Ding Shuai, Xia Cheng-Yi, Zhou Kai-Le, Yang Shan-Lin, Shang Jennifer S
School of Management, Hefei University of Technology, Hefei, P.R. China; Key Laboratory of Process Optimization and Intelligent Decision-Making, Ministry of Education, Hefei, P.R. China.
The Joseph M. Katz Graduate School of Business, University of Pittsburgh, Pittsburgh, Pennsylvania, United States of America.
PLoS One. 2014 Jun 27;9(6):e97762. doi: 10.1371/journal.pone.0097762. eCollection 2014.

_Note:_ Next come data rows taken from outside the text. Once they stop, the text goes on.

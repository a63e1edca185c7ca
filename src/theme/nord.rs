use super::palette::Palette;
use ratatui::style::Color;

pub const NORD: Palette = Palette {
    base: Color::Rgb(46, 52, 64),
    mantle: Color::Rgb(59, 66, 82),
    crust: Color::Rgb(43, 48, 59),
    text: Color::Rgb(236, 239, 244),
    subtext0: Color::Rgb(216, 222, 233),
    subtext1: Color::Rgb(229, 233, 240),
    surface0: Color::Rgb(76, 86, 106),
    surface1: Color::Rgb(59, 66, 82),
    surface2: Color::Rgb(67, 76, 94),
    overlay0: Color::Rgb(129, 161, 193),
    overlay1: Color::Rgb(136, 192, 208),
    blue: Color::Rgb(129, 161, 193),
    teal: Color::Rgb(143, 188, 187),
    green: Color::Rgb(163, 190, 140),
    yellow: Color::Rgb(235, 203, 139),
    peach: Color::Rgb(208, 135, 112),
    red: Color::Rgb(191, 97, 106),
    mauve: Color::Rgb(180, 142, 173),
};
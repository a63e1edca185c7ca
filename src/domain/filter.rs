use super::models::{Catalog, CatalogEntry};

/// Indices of the entries whose label contains `query`, case-insensitively,
/// in catalog order. An empty query keeps everything.
#[must_use]
pub fn filter_indices(catalog: &Catalog, query: &str) -> Vec<usize> {
    filter_indices_with(catalog, query, &[])
}

/// Like [`filter_indices`], but an entry also matches when one of
/// `extra_fields` contains the query.
#[must_use]
pub fn filter_indices_with(catalog: &Catalog, query: &str, extra_fields: &[&str]) -> Vec<usize> {
    if query.is_empty() {
        return (0..catalog.len()).collect();
    }

    let needle = query.to_lowercase();
    catalog
        .entries()
        .iter()
        .enumerate()
        .filter(|(_, entry)| matches(entry, &needle, extra_fields))
        .map(|(i, _)| i)
        .collect()
}

#[must_use]
pub fn filter<'a>(catalog: &'a Catalog, query: &str) -> Vec<&'a CatalogEntry> {
    filter_indices(catalog, query)
        .into_iter()
        .filter_map(|i| catalog.get(i))
        .collect()
}

fn matches(entry: &CatalogEntry, needle: &str, extra_fields: &[&str]) -> bool {
    if entry.label().to_lowercase().contains(needle) {
        return true;
    }
    extra_fields
        .iter()
        .filter_map(|f| entry.field(f))
        .any(|v| v.to_lowercase().contains(needle))
}

#[cfg(test)]
mod tests {
    use super::*;
    use crate::domain::models::CatalogKind;
    use rand::{Rng, SeedableRng};

    fn creatures() -> Catalog {
        Catalog::new(
            CatalogKind::Creatures,
            vec![
                CatalogEntry::new("Raptor_Character_BP_C", "Raptor"),
                CatalogEntry::new("Rex_Character_BP_C", "Rex"),
                CatalogEntry::new("Dodo_Character_BP_C", "Dodo"),
                CatalogEntry::new("Para_Character_BP_C", "Parasaur"),
                CatalogEntry::new("Ptero_Character_BP_C", "Pteranodon"),
            ],
        )
    }

    #[test]
    fn test_empty_query_returns_catalog() {
        let catalog = creatures();
        let all: Vec<_> = catalog.entries().iter().collect();
        assert_eq!(filter(&catalog, ""), all);
        assert!(filter(&catalog, "   ").is_empty());
    }

    #[test]
    fn test_case_insensitive_and_ordered() {
        let catalog = creatures();
        let labels: Vec<_> = filter(&catalog, "RA").iter().map(|e| e.label()).collect();
        assert_eq!(labels, vec!["Raptor", "Parasaur", "Pteranodon"]);
    }

    #[test]
    fn test_no_match() {
        assert!(filter_indices(&creatures(), "giga").is_empty());
    }

    #[test]
    fn test_extra_fields() {
        let catalog = Catalog::new(
            CatalogKind::Commands,
            vec![
                CatalogEntry::new("Fly", "Fly").with_field("description", "Toggle flying"),
                CatalogEntry::new("God", "God").with_field("description", "Invulnerability"),
            ],
        );
        assert!(filter_indices(&catalog, "flying").is_empty());
        assert_eq!(
            filter_indices_with(&catalog, "flying", &["description"]),
            vec![0]
        );
        assert_eq!(filter_indices_with(&catalog, "god", &["description"]), vec![1]);
    }

    #[test]
    fn test_random_queries_yield_ordered_subsequence() {
        let catalog = creatures();
        let mut rng = rand::rngs::StdRng::seed_from_u64(7);
        let alphabet: Vec<char> = "aAeEoOrRpPtTxX ".chars().collect();

        for _ in 0..500 {
            let len = rng.gen_range(0..4);
            let query: String = (0..len)
                .map(|_| alphabet[rng.gen_range(0..alphabet.len())])
                .collect();

            let first = filter_indices(&catalog, &query);
            assert_eq!(first, filter_indices(&catalog, &query));
            assert!(first.windows(2).all(|w| w[0] < w[1]));

            let needle = query.to_lowercase();
            for i in first {
                let label = catalog.get(i).unwrap().label().to_lowercase();
                assert!(label.contains(&needle), "{label} !~ {needle}");
            }
        }
    }
}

Facing a customer market with rising demands for cloud service dependability and security, trustworthiness evaluation techniques are becoming essential to cloud service selection. But these methods are out of the reach to most customers as they require considerable expertise. Additionally, since the cloud service evaluation is often a costly and time-consuming process, it is not practical to measure trustworthy attributes of all candidates for each customer. Many existing models cannot easily deal with cloud services which have very few historical records. In this paper, we propose a novel service selection approach in which the missing value prediction and the multi-attribute trustworthiness evaluation are commonly taken into account. By simply collecting limited historical records, the current approach is able to support the personalized trustworthy service selection. The experimental results also show that our approach performs much better than other competing ones with respect to the customer preference and expectation in trustworthiness assessment.
面对客户对云服务可靠性和安全性需求不断上升的市场,可信度评估技术对于云服务选择变得至关重要。但这些方法对大多数客户来说遥不可及,因为它们需要相当多的专业知识。此外,由于云服务评估通常是一个成本高昂且耗时的过程,为每个客户衡量所有候选服务的可信属性并不实际。许多现有模型难以轻松处理历史记录非常少的云服务。在本文中,我们提出了一种新颖的服务选择方法,该方法同时考虑了缺失值预测和多属性可信度评估。通过简单收集有限的历史记录,当前方法能够支持个性化的可信服务选择。实验结果还表明,在可信度评估方面,我们的方法在满足客户偏好和期望方面比其他竞争方法表现得好得多。